The Baby Thief by Barbara Bisantz Raymond

The Baby Thief by Barbara Bisantz Raymond

Author:Barbara Bisantz Raymond [Raymond, Barbara Bisantz]
Language: eng
Format: epub
ISBN: 9780786719440
Publisher: Da Capo Press
Published: 2011-12-01T05:00:00+00:00


The law must be consonant with life. . . . Mankind is

possessed of no greater urge than to try to understand

the age-old question: “Who am I$”

—Judge Wade S. Weatherford Jr., SC, Seventh Judicial

Circuit Court, ruling on an adoptee’s petition to

gain access to adoption records

Part Three

Georgia’s Secrets

12.

Georgia’s Lies

When my daughter was four and beginning to understand what having been adopted meant, she reeled: she’d lost her place on earth. “Whose tummy did I grow in?” she demanded, near panic. “Was it Lynn’s, Jean’s, Susie’s, Kathy’s, Kappy’s . . . ?” She named relatives, neighbors, friends. She seemed prepared to interrogate strangers. And by the fall of her sophomore year in college she was ready to learn the answer to her question. “I’ve spent nineteen years not knowing my birth mother. I don’t want to spend more,” she said.

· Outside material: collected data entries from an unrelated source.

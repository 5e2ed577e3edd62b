//! The plan DAG.
//!
//! Nodes are keyed by opaque string ids and kept in insertion order so
//! traversal is deterministic. Edges run from producer to consumer and may
//! carry a join-leg label. The graph is strictly acyclic; `add_edge`
//! verifies this.

use crate::errors::{Error, Result};

/// Opaque stable node id
pub type Nid = String;

/// Mint a random node id for an inserted node.
pub fn random_nid() -> Nid {
    uuid::Uuid::new_v4().simple().to_string()
}

/// Which leg of a join an edge feeds
#[derive(Debug, Clone, Copy, PartialEq, Eq, Hash)]
pub enum JoinLeg {
    Left,
    Right,
}

/// A producer → consumer edge with an optional join-leg label
pub type Edge = (Nid, Nid, Option<JoinLeg>);

/// A DAG of plan nodes with deterministic traversal order.
#[derive(Debug, Clone, Default)]
pub struct PlanGraph<N> {
    nodes: Vec<(Nid, N)>,
    edges: Vec<Edge>,
}

impl<N> PlanGraph<N> {
    pub fn new() -> Self {
        PlanGraph {
            nodes: Vec::new(),
            edges: Vec::new(),
        }
    }

    /// Insert or replace the node with this id, preserving its position.
    pub fn add_node(&mut self, nid: impl Into<Nid>, node: N) {
        let nid = nid.into();
        if let Some(existing) = self.nodes.iter_mut().find(|(id, _)| *id == nid) {
            existing.1 = node;
        } else {
            self.nodes.push((nid, node));
        }
    }

    pub fn contains(&self, nid: &str) -> bool {
        self.nodes.iter().any(|(id, _)| id == nid)
    }

    pub fn get(&self, nid: &str) -> Option<&N> {
        self.nodes.iter().find(|(id, _)| id == nid).map(|(_, n)| n)
    }

    pub fn get_mut(&mut self, nid: &str) -> Option<&mut N> {
        self.nodes
            .iter_mut()
            .find(|(id, _)| id == nid)
            .map(|(_, n)| n)
    }

    /// Nodes in insertion order.
    pub fn nodes(&self) -> impl Iterator<Item = (&Nid, &N)> {
        self.nodes.iter().map(|(id, n)| (id, n))
    }

    pub fn node_ids(&self) -> Vec<Nid> {
        self.nodes.iter().map(|(id, _)| id.clone()).collect()
    }

    pub fn node_count(&self) -> usize {
        self.nodes.len()
    }

    pub fn edges(&self) -> &[Edge] {
        &self.edges
    }

    /// Add a producer → consumer edge. Duplicate edges are ignored; an edge
    /// that would close a cycle is an internal error.
    pub fn add_edge(
        &mut self,
        source: impl Into<Nid>,
        target: impl Into<Nid>,
        label: Option<JoinLeg>,
    ) -> Result<()> {
        let source = source.into();
        let target = target.into();
        if self
            .edges
            .iter()
            .any(|(s, t, _)| *s == source && *t == target)
        {
            return Ok(());
        }
        if source == target || self.reaches(&target, &source) {
            return Err(Error::InvalidInternalState(format!(
                "edge {source} -> {target} would create a cycle"
            )));
        }
        self.edges.push((source, target, label));
        Ok(())
    }

    /// Is there a path from `from` to `to` along edges?
    fn reaches(&self, from: &str, to: &str) -> bool {
        let mut stack = vec![from.to_string()];
        let mut seen = std::collections::HashSet::new();
        while let Some(current) = stack.pop() {
            if current == to {
                return true;
            }
            if !seen.insert(current.clone()) {
                continue;
            }
            for (source, target, _) in &self.edges {
                if *source == current {
                    stack.push(target.clone());
                }
            }
        }
        false
    }

    pub fn remove_edge(&mut self, source: &str, target: &str) {
        self.edges
            .retain(|(s, t, _)| !(s == source && t == target));
    }

    /// Edges feeding `nid`, in insertion order.
    pub fn ingoing_edges(&self, nid: &str) -> Vec<Edge> {
        self.edges
            .iter()
            .filter(|(_, t, _)| t == nid)
            .cloned()
            .collect()
    }

    /// Edges leaving `nid`, in insertion order.
    pub fn outgoing_edges(&self, nid: &str) -> Vec<Edge> {
        self.edges
            .iter()
            .filter(|(s, _, _)| s == nid)
            .cloned()
            .collect()
    }

    /// Nodes with no incoming edges (the scans), in insertion order.
    pub fn get_entry_points(&self) -> Vec<Nid> {
        self.nodes
            .iter()
            .map(|(id, _)| id.clone())
            .filter(|id| self.ingoing_edges(id).is_empty())
            .collect()
    }

    /// Nodes with no outgoing edges (the head), in insertion order.
    pub fn get_exit_points(&self) -> Vec<Nid> {
        self.nodes
            .iter()
            .map(|(id, _)| id.clone())
            .filter(|id| self.outgoing_edges(id).is_empty())
            .collect()
    }

    /// The single exit point, or an internal error.
    pub fn exit_point(&self) -> Result<Nid> {
        let exits = self.get_exit_points();
        if exits.len() != 1 {
            return Err(Error::InvalidInternalState(format!(
                "plan has {} heads, expected exactly 1",
                exits.len()
            )));
        }
        Ok(exits[0].clone())
    }

    /// Insert `node` between `target` and all of its producers. The
    /// rewired producer edges keep their labels; the new edge into
    /// `target` is unlabelled.
    pub fn insert_node_before(
        &mut self,
        new_nid: impl Into<Nid>,
        node: N,
        target: &str,
    ) -> Result<()> {
        let new_nid = new_nid.into();
        self.add_node(new_nid.clone(), node);
        for (source, _, label) in self.ingoing_edges(target) {
            self.remove_edge(&source, target);
            self.add_edge(source, new_nid.clone(), label)?;
        }
        self.add_edge(new_nid, target.to_string(), None)
    }

    /// Insert `node` between `source` and all of its consumers.
    pub fn insert_node_after(
        &mut self,
        new_nid: impl Into<Nid>,
        node: N,
        source: &str,
    ) -> Result<()> {
        let new_nid = new_nid.into();
        self.add_node(new_nid.clone(), node);
        for (_, target, label) in self.outgoing_edges(source) {
            self.remove_edge(source, &target);
            self.add_edge(new_nid.clone(), target, label)?;
        }
        self.add_edge(source.to_string(), new_nid, None)
    }

    /// Remove a node. With `heal` each producer is reconnected to each
    /// consumer, preserving the producer edge's label; without it the
    /// graph is left disconnected.
    pub fn remove_node(&mut self, nid: &str, heal: bool) -> Result<()> {
        if heal {
            let ingoing = self.ingoing_edges(nid);
            let outgoing = self.outgoing_edges(nid);
            for (source, _, label) in &ingoing {
                for (_, target, _) in &outgoing {
                    self.add_edge(source.clone(), target.clone(), *label)?;
                }
            }
        }
        self.edges.retain(|(s, t, _)| s != nid && t != nid);
        self.nodes.retain(|(id, _)| id != nid);
        Ok(())
    }

    /// The ordered path from `nid` to an exit point, starting with `nid`.
    pub fn trace_to_root(&self, nid: &str) -> Vec<Nid> {
        let mut path = vec![nid.to_string()];
        let mut current = nid.to_string();
        while let Some((_, parent, _)) = self.outgoing_edges(&current).first().cloned() {
            if path.contains(&parent) {
                break;
            }
            path.push(parent.clone());
            current = parent;
        }
        path
    }

    /// All nodes in a deterministic order with scans (leaves) first:
    /// post-order from the exit points, ties broken by edge insertion
    /// order.
    pub fn depth_first_search_flat(&self) -> Vec<Nid> {
        let mut ordered = Vec::new();
        let mut seen = std::collections::HashSet::new();
        for exit in self.get_exit_points() {
            self.post_order(&exit, &mut seen, &mut ordered);
        }
        ordered
    }

    fn post_order(
        &self,
        nid: &str,
        seen: &mut std::collections::HashSet<Nid>,
        ordered: &mut Vec<Nid>,
    ) {
        if !seen.insert(nid.to_string()) {
            return;
        }
        for (source, _, _) in self.ingoing_edges(nid) {
            self.post_order(&source, seen, ordered);
        }
        ordered.push(nid.to_string());
    }
}

#[cfg(test)]
mod tests {
    use super::*;

    fn linear_graph() -> PlanGraph<&'static str> {
        // scan -> filter -> project (exit)
        let mut graph = PlanGraph::new();
        graph.add_node("scan", "scan");
        graph.add_node("filter", "filter");
        graph.add_node("project", "project");
        graph.add_edge("scan", "filter", None).expect("acyclic");
        graph.add_edge("filter", "project", None).expect("acyclic");
        graph
    }

    #[test]
    fn entry_and_exit_points() {
        let graph = linear_graph();
        assert_eq!(graph.get_entry_points(), vec!["scan".to_string()]);
        assert_eq!(graph.get_exit_points(), vec!["project".to_string()]);
        assert_eq!(graph.exit_point().expect("single exit"), "project");
    }

    #[test]
    fn cycles_are_rejected() {
        let mut graph = linear_graph();
        assert!(graph.add_edge("project", "scan", None).is_err());
        assert!(graph.add_edge("scan", "scan", None).is_err());
    }

    #[test]
    fn insert_before_rewires_producers() {
        let mut graph = linear_graph();
        graph
            .insert_node_before("new", "new", "filter")
            .expect("insert succeeds");
        // scan -> new -> filter
        assert_eq!(graph.ingoing_edges("new")[0].0, "scan");
        assert_eq!(graph.outgoing_edges("new")[0].1, "filter");
        assert!(graph.ingoing_edges("filter").iter().all(|(s, _, _)| s == "new"));
    }

    #[test]
    fn insert_after_rewires_consumers_and_keeps_labels() {
        let mut graph = PlanGraph::new();
        graph.add_node("left", "left");
        graph.add_node("join", "join");
        graph
            .add_edge("left", "join", Some(JoinLeg::Left))
            .expect("acyclic");
        graph
            .insert_node_after("filter", "filter", "left")
            .expect("insert succeeds");
        // left -> filter -> join, with the leg label surviving on the
        // filter -> join edge
        let (_, _, label) = graph.outgoing_edges("filter")[0].clone();
        assert_eq!(label, Some(JoinLeg::Left));
        assert_eq!(graph.outgoing_edges("left")[0].1, "filter");
    }

    #[test]
    fn remove_with_heal_reconnects() {
        let mut graph = linear_graph();
        graph.remove_node("filter", true).expect("removal succeeds");
        assert_eq!(graph.outgoing_edges("scan")[0].1, "project");
        assert!(!graph.contains("filter"));
    }

    #[test]
    fn remove_without_heal_disconnects() {
        let mut graph = linear_graph();
        graph
            .remove_node("filter", false)
            .expect("removal succeeds");
        assert!(graph.outgoing_edges("scan").is_empty());
        assert!(graph.ingoing_edges("project").is_empty());
    }

    #[test]
    fn trace_to_root_walks_upward() {
        let graph = linear_graph();
        assert_eq!(
            graph.trace_to_root("scan"),
            vec!["scan".to_string(), "filter".to_string(), "project".to_string()]
        );
    }

    #[test]
    fn dfs_flat_yields_scans_first() {
        let mut graph = PlanGraph::new();
        graph.add_node("left_scan", "left_scan");
        graph.add_node("right_scan", "right_scan");
        graph.add_node("join", "join");
        graph.add_node("exit", "exit");
        graph
            .add_edge("left_scan", "join", Some(JoinLeg::Left))
            .expect("acyclic");
        graph
            .add_edge("right_scan", "join", Some(JoinLeg::Right))
            .expect("acyclic");
        graph.add_edge("join", "exit", None).expect("acyclic");
        let order = graph.depth_first_search_flat();
        assert_eq!(order[0], "left_scan");
        assert_eq!(order[1], "right_scan");
        assert_eq!(order.last().map(String::as_str), Some("exit"));
    }
}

Finding her mother would have been difficult, maybe impossible, if Beth had been a typical American adoptee, since American adoptees are legally forbidden knowledge of their birth parents’ names. In all fifty states, adoptees’ birth certificates—which list the children’s birth names and the names of their birth mothers and, often, fathers—are sealed upon finalization of their adoptions. Their adoption records are also sealed.

Adoptees are then issued false birth certificates that portray their adoptive parents as their birth parents.

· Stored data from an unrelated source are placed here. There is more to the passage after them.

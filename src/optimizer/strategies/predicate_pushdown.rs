//! Optimization Rule - Predicate Pushdown
//!
//! Goal: filter rows as early as possible.
//!
//! Single-column filters are lifted out of the plan and carried towards
//! the scans; a connector that advertises predicate pushdown absorbs them
//! into the read itself. Filters are also pushed into join conditions:
//! the fewer rows a join returns the better, so rather than filter after
//! a join we add conditions to the join. Cross joins whose filter is an
//! equality spanning exactly both legs are rewritten to inner joins.
//! Anything that cannot be placed is reinserted along its original plan
//! path on completion.

use std::collections::HashSet;

use crate::connectors::Capabilities;
use crate::errors::{Error, Result};
use crate::expression::operator_map::determine_type;
use crate::expression::{CompareOp, Node, NodeType};
use crate::optimizer::{OptimizationStrategy, OptimizerContext};
use crate::plan::{
    random_nid, JoinType, LogicalPlan, LogicalPlanNode, LogicalPlanStepType,
};
use crate::planner::binder::extract_join_fields;
use crate::schema::SchemaColumn;
use crate::statistics::QueryStatistics;
use crate::value::{Value, ValueType};

pub struct PredicatePushdownStrategy {
    statistics: QueryStatistics,
}

impl PredicatePushdownStrategy {
    pub fn new(statistics: QueryStatistics) -> Self {
        PredicatePushdownStrategy { statistics }
    }
}

fn add_condition(existing: Option<Node>, new_condition: Node) -> Node {
    match existing {
        None => new_condition,
        Some(existing) => Node::and(new_condition, existing),
    }
}

/// Split a join condition at ANDs, lifting out conjuncts where one side is
/// constant (no identifiers); those belong in a filter, not the join.
fn lift_constant_conjuncts(node: Node) -> (Vec<Node>, Option<Node>) {
    if node.node_type == NodeType::And {
        let left = node.left.clone().map(|n| *n);
        let right = node.right.clone().map(|n| *n);
        if let Some(left) = left {
            let (collected, _) = lift_constant_conjuncts(left);
            if !collected.is_empty() {
                return (collected, node.right.map(|n| *n));
            }
        }
        if let Some(right) = right {
            let (collected, _) = lift_constant_conjuncts(right);
            if !collected.is_empty() {
                return (collected, node.left.map(|n| *n));
            }
        }
        return (Vec::new(), Some(node));
    }
    let left_constant = node
        .left
        .as_ref()
        .is_some_and(|l| l.identifiers().is_empty());
    let right_constant = node
        .right
        .as_ref()
        .is_some_and(|r| r.identifiers().is_empty());
    if left_constant || right_constant {
        return (vec![node], None);
    }
    (Vec::new(), Some(node))
}

fn operand_types(condition: &Node) -> HashSet<ValueType> {
    let mut types = HashSet::new();
    if let Some(left) = &condition.left {
        types.insert(determine_type(left));
    }
    if let Some(right) = &condition.right {
        types.insert(determine_type(right));
    }
    types
}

And in 1996, when my daughter was nineteen and ready to search, all states but Alaska and Kansas—which have always allowed adoptees copies of their original birth certificates once they come of age—continued to deny adoptees knowledge of their identities even after they became adults.

Adult adoptees in the other forty-eight states could learn their birth parents’ names only through the help of private investigators, search groups, or attorneys. And there was no assurance that any of these would be successful—not even the lawyers, who had to convince judges that the adoptees had “good cause” for knowledge of their roots. “Good cause” is a vague term that many judges deemed inapplicable even to grave reasons, such as the need for biologically compatible bone marrow. A Georgia Tann adoptee living in California told me of appearing before a Tennessee judge who ruled that her leukemia was insufficient reason to justify access to her health history. The adoptee later discovered that this judge had rubber-stamped many of Georgia’s illegal transactions.

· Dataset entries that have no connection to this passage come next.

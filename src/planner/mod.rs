//! Query planning: SQL text to executable plan.
//!
//! ```text
//! SQL -> [rewriter] -> [parser] -> [logical planner] -> [binder]
//!     -> [optimizer] -> [physical planner] -> operators
//! ```

pub mod binder;
pub mod logical_planner;
pub mod physical;
pub mod rewriter;

pub use binder::bind;
pub use logical_planner::{plan_sql, StatementKind};
pub use physical::create_physical_plan;
pub use rewriter::{extract_temporal_filters, TemporalRange};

The reasons that other judges withhold adoptees’ records are hopefully less self-serving than the Tennessee jurist’s, based solely upon their interpretation of their states’ adoption laws.

The reason for laws denying adoptees knowledge of their birth names and identities is said, by legislators across the country, to be to protect all members of the adoption triad: adoptees, birth parents, and adoptive parents. Issuing false birth certificates to adoptees and sealing their true ones protects them, it’s claimed, from the traumatic realization that they had been conceived out of wedlock.

Maintaining the anonymity of birth mothers is said to help them preserve their privacy and prevent them from being intruded upon years later by the children they relinquished.

Adoptive parents are depicted as needing the strongest possible assurance that their children and their birth parents will never meet.